The Sarajevo Operation was an operation by the Yugoslav Partisan Army which led to the liberation of Sarajevo and Central Bosnia in March-April 1945.

The Battle 

The German defense plan for Yugoslavia of 22nd of February 1945 had named Sarajevo as a fortified city, which could only be abandoned by direct permission from Adolf Hitler. 
By 20th of March, the failure of Operation Spring Awakening (the German offensive in Hungary) and the successful offensive of the Yugoslav 4th Army in Lika (North-Western Croatia), made holding Sarajevo pointless. The retreat was ordered, with 3000 wounded German soldiers from the Sarajevo hospital going first.
Interception of Yugoslav wireless communications had revealed to the Germans that the general attack was planned for 28th of March. In order to secure their retreat routes, the German Army carried out the Berggeist, Maigewitter and Osterglocke Operations.

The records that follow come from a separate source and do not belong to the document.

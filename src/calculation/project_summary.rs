//! Project roll-ups and list ordering.

use rust_decimal::Decimal;
use serde::{Deserialize, Serialize};

use crate::error::{EngineError, EngineResult};
use crate::models::{Project, ProjectStatus, Resource, ResourceType};

/// Totals for one project.
#[derive(Debug, Clone, PartialEq, Eq, Serialize, Deserialize)]
pub struct ProjectSummary {
    /// Project name.
    pub name: String,
    /// Client name.
    pub client: String,
    /// Current status.
    pub status: ProjectStatus,
    /// Number of assigned resources.
    pub resource_count: usize,
    /// Sum of resource earnings.
    pub total_earnings: Decimal,
    /// Profit from CIR resources.
    pub cir_profit: Decimal,
    /// Profit from ACR resources.
    pub acr_profit: Decimal,
    /// Profit from Reference resources.
    pub reference_profit: Decimal,
}

impl ProjectSummary {
    /// CIR plus ACR profit, the headline figure on the project list.
    /// Saturates at the bounds of `Decimal`.
    pub fn overall_profit(&self) -> Decimal {
        self.cir_profit.saturating_add(self.acr_profit)
    }
}

fn accumulate(total: &mut Decimal, amount: Decimal, field: &str) -> EngineResult<()> {
    *total = total
        .checked_add(amount)
        .ok_or_else(|| EngineError::validation(field, "is out of range"))?;
    Ok(())
}

/// Rolls up a project's resources.
///
/// # Errors
///
/// Returns `ValidationError` if a total overflows.
pub fn summarize_project(project: &Project) -> EngineResult<ProjectSummary> {
    let mut summary = ProjectSummary {
        name: project.name.clone(),
        client: project.client.clone(),
        status: project.status,
        resource_count: project.resources.len(),
        total_earnings: Decimal::ZERO,
        cir_profit: Decimal::ZERO,
        acr_profit: Decimal::ZERO,
        reference_profit: Decimal::ZERO,
    };

    for resource in &project.resources {
        accumulate(&mut summary.total_earnings, resource.earnings, "total_earnings")?;
        let (total, field) = match resource.resource_type() {
            ResourceType::Cir => (&mut summary.cir_profit, "cir_profit"),
            ResourceType::Acr => (&mut summary.acr_profit, "acr_profit"),
            ResourceType::Reference => (&mut summary.reference_profit, "reference_profit"),
        };
        accumulate(total, resource.profit, field)?;
    }

    Ok(summary)
}

/// Orderings offered on the project list.
#[derive(Debug, Clone, Copy, PartialEq, Eq, Serialize, Deserialize)]
#[serde(rename_all = "snake_case")]
pub enum ProjectSortKey {
    /// Name, A to Z.
    Name,
    /// Client, A to Z.
    Client,
    /// Overall profit, highest first.
    OverallProfit,
    /// CIR profit, highest first.
    CirProfit,
    /// Status label, A to Z.
    Status,
    /// Resource count, highest first.
    Resources,
}

/// Sorts project summaries in place. The sort is stable.
pub fn sort_projects(projects: &mut [ProjectSummary], key: ProjectSortKey) {
    match key {
        ProjectSortKey::Name => projects.sort_by(|a, b| a.name.cmp(&b.name)),
        ProjectSortKey::Client => projects.sort_by(|a, b| a.client.cmp(&b.client)),
        ProjectSortKey::OverallProfit => {
            projects.sort_by(|a, b| b.overall_profit().cmp(&a.overall_profit()))
        }
        ProjectSortKey::CirProfit => projects.sort_by(|a, b| b.cir_profit.cmp(&a.cir_profit)),
        ProjectSortKey::Status => {
            projects.sort_by(|a, b| a.status.label().cmp(b.status.label()))
        }
        ProjectSortKey::Resources => {
            projects.sort_by(|a, b| b.resource_count.cmp(&a.resource_count))
        }
    }
}

/// Orderings offered on a project's resource list.
#[derive(Debug, Clone, Copy, PartialEq, Eq, Serialize, Deserialize)]
#[serde(rename_all = "snake_case")]
pub enum ResourceSortKey {
    /// Name, A to Z.
    Name,
    /// Earnings, highest first.
    Earnings,
    /// Daily rate, highest first.
    DailyRate,
    /// Working days, highest first.
    WorkingDays,
}

/// Sorts resources in place. The sort is stable.
pub fn sort_resources(resources: &mut [Resource], key: ResourceSortKey) {
    match key {
        ResourceSortKey::Name => {
            resources.sort_by(|a, b| a.personal.name.cmp(&b.personal.name))
        }
        ResourceSortKey::Earnings => resources.sort_by(|a, b| b.earnings.cmp(&a.earnings)),
        ResourceSortKey::DailyRate => resources.sort_by(|a, b| b.daily_rate.cmp(&a.daily_rate)),
        ResourceSortKey::WorkingDays => resources.sort_by(|a, b| {
            b.assignment
                .working_days
                .cmp(&a.assignment.working_days)
        }),
    }
}

#[cfg(test)]
mod tests {
    use super::*;
    use crate::models::{PersonalDetails, ResourceAssignment};
    use chrono::NaiveDate;
    use std::str::FromStr;

    fn dec(s: &str) -> Decimal {
        Decimal::from_str(s).unwrap()
    }

    fn resource(
        name: &str,
        resource_type: ResourceType,
        rate: &str,
        days: &str,
        profit: &str,
    ) -> Resource {
        let daily_rate = dec(rate);
        let working_days = dec(days);
        Resource {
            id: name.to_lowercase(),
            personal: PersonalDetails {
                name: name.to_string(),
                email: format!("{}@company.com", name.to_lowercase()),
                phone: "555".to_string(),
                location: "London".to_string(),
                date_of_birth: NaiveDate::from_ymd_opt(1990, 1, 1),
                blood_group: None,
                resume: None,
            },
            assignment: ResourceAssignment {
                project: "Project Alpha".to_string(),
                role: "Senior Developer".to_string(),
                work_arrangement: None,
                resource_type: Some(resource_type),
                daily_rate: Some(daily_rate),
                working_days,
                start_date: NaiveDate::from_ymd_opt(2024, 1, 15).unwrap(),
                end_date: NaiveDate::from_ymd_opt(2024, 6, 30).unwrap(),
                skills: String::new(),
            },
            daily_rate,
            earnings: daily_rate * working_days,
            profit: dec(profit),
        }
    }

    fn project(
        name: &str,
        client: &str,
        status: ProjectStatus,
        resources: Vec<Resource>,
    ) -> Project {
        Project {
            name: name.to_string(),
            client: client.to_string(),
            team: String::new(),
            description: String::new(),
            start_date: NaiveDate::from_ymd_opt(2024, 1, 15).unwrap(),
            end_date: NaiveDate::from_ymd_opt(2024, 6, 30).unwrap(),
            status,
            roles: vec![],
            resources,
        }
    }

    fn alpha() -> Project {
        project(
            "Project Alpha",
            "TechCorp Inc.",
            ProjectStatus::Active,
            vec![
                resource("John Smith", ResourceType::Cir, "650", "120", "18000"),
                resource("Mike Chen", ResourceType::Reference, "700", "80", "8000"),
                resource("Sara Lee", ResourceType::Acr, "750", "10", "500"),
            ],
        )
    }

    #[test]
    fn test_summary_totals() {
        let summary = summarize_project(&alpha()).unwrap();

        assert_eq!(summary.resource_count, 3);
        assert_eq!(summary.total_earnings, dec("141500"));
        assert_eq!(summary.cir_profit, dec("18000"));
        assert_eq!(summary.acr_profit, dec("500"));
        assert_eq!(summary.reference_profit, dec("8000"));
        assert_eq!(summary.overall_profit(), dec("18500"));
    }

    #[test]
    fn test_empty_project_summary_is_zero() {
        let summary = summarize_project(&project(
            "Empty",
            "Nobody",
            ProjectStatus::OnHold,
            vec![],
        ))
        .unwrap();
        assert_eq!(summary.resource_count, 0);
        assert_eq!(summary.total_earnings, Decimal::ZERO);
        assert_eq!(summary.overall_profit(), Decimal::ZERO);
    }

    #[test]
    fn test_summary_overflow_is_validation_error() {
        let mut big = resource("A", ResourceType::Cir, "1", "1", "0");
        big.earnings = Decimal::MAX;
        let huge = project(
            "Huge",
            "Nobody",
            ProjectStatus::Active,
            vec![big.clone(), big],
        );

        match summarize_project(&huge) {
            Err(EngineError::ValidationError { field, .. }) => {
                assert_eq!(field, "total_earnings")
            }
            other => panic!("Expected ValidationError, got {:?}", other),
        }
    }

    #[test]
    fn test_overall_profit_saturates() {
        let mut big = resource("A", ResourceType::Cir, "1", "1", "0");
        big.profit = Decimal::MAX;
        let mut other = big.clone();
        other.assignment.resource_type = Some(ResourceType::Acr);
        let summary = summarize_project(&project(
            "Huge",
            "Nobody",
            ProjectStatus::Active,
            vec![big, other],
        ))
        .unwrap();

        assert_eq!(summary.overall_profit(), Decimal::MAX);
    }

    fn summaries() -> Vec<ProjectSummary> {
        vec![
            summarize_project(&alpha()).unwrap(),
            summarize_project(&project(
                "Project Beta",
                "FinanceFlow Ltd.",
                ProjectStatus::Active,
                vec![
                    resource("A", ResourceType::Cir, "600", "10", "95"),
                    resource("B", ResourceType::Acr, "600", "10", "-25"),
                ],
            ))
            .unwrap(),
            summarize_project(&project(
                "Project Gamma",
                "DataDriven Co.",
                ProjectStatus::Completed,
                vec![resource("C", ResourceType::Cir, "600", "10", "230")],
            ))
            .unwrap(),
        ]
    }

    fn names(projects: &[ProjectSummary]) -> Vec<&str> {
        projects.iter().map(|p| p.name.as_str()).collect()
    }

    #[test]
    fn test_sort_projects_by_client() {
        let mut projects = summaries();
        sort_projects(&mut projects, ProjectSortKey::Client);
        assert_eq!(
            names(&projects),
            vec!["Project Gamma", "Project Beta", "Project Alpha"]
        );
    }

    #[test]
    fn test_sort_projects_by_overall_profit_descending() {
        let mut projects = summaries();
        sort_projects(&mut projects, ProjectSortKey::OverallProfit);
        assert_eq!(
            names(&projects),
            vec!["Project Alpha", "Project Gamma", "Project Beta"]
        );
    }

    #[test]
    fn test_sort_projects_by_status_is_stable() {
        let mut projects = summaries();
        sort_projects(&mut projects, ProjectSortKey::Status);
        assert_eq!(
            names(&projects),
            vec!["Project Alpha", "Project Beta", "Project Gamma"]
        );
    }

    #[test]
    fn test_sort_projects_by_resources_descending() {
        let mut projects = summaries();
        sort_projects(&mut projects, ProjectSortKey::Resources);
        assert_eq!(projects[0].name, "Project Alpha");
        assert_eq!(projects[2].name, "Project Gamma");
    }

    #[test]
    fn test_sort_resources_by_earnings_descending() {
        let mut resources = alpha().resources;
        sort_resources(&mut resources, ResourceSortKey::Earnings);
        let order: Vec<&str> = resources.iter().map(|r| r.personal.name.as_str()).collect();
        assert_eq!(order, vec!["John Smith", "Mike Chen", "Sara Lee"]);
    }

    #[test]
    fn test_sort_resources_by_daily_rate_descending() {
        let mut resources = alpha().resources;
        sort_resources(&mut resources, ResourceSortKey::DailyRate);
        assert_eq!(resources[0].personal.name, "Sara Lee");
        assert_eq!(resources[2].personal.name, "John Smith");
    }

    #[test]
    fn test_sort_resources_by_name() {
        let mut resources = alpha().resources;
        resources.reverse();
        sort_resources(&mut resources, ResourceSortKey::Name);
        assert_eq!(resources[0].personal.name, "John Smith");
    }
}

On 28th of March 1945, the Yugoslav Army launched its attack. Under command of the Operational HQ for Liberation of Sarajevo were the 2nd, 3rd and 5th Corps of the Yugoslav army, supported by the 11th and 13th Krajina and 18th Central Bosnian Brigade, an Artillery Brigade and a Tank Company. The overall commander was the commander of the 2nd Corps Radovan Vukanović. Sarajevo and its surrounding areas was defended by German and NDH forces under command of the German 21st Mountain Corps.

After heavy fighting, the city of Sarajevo was liberated on 6th of April. 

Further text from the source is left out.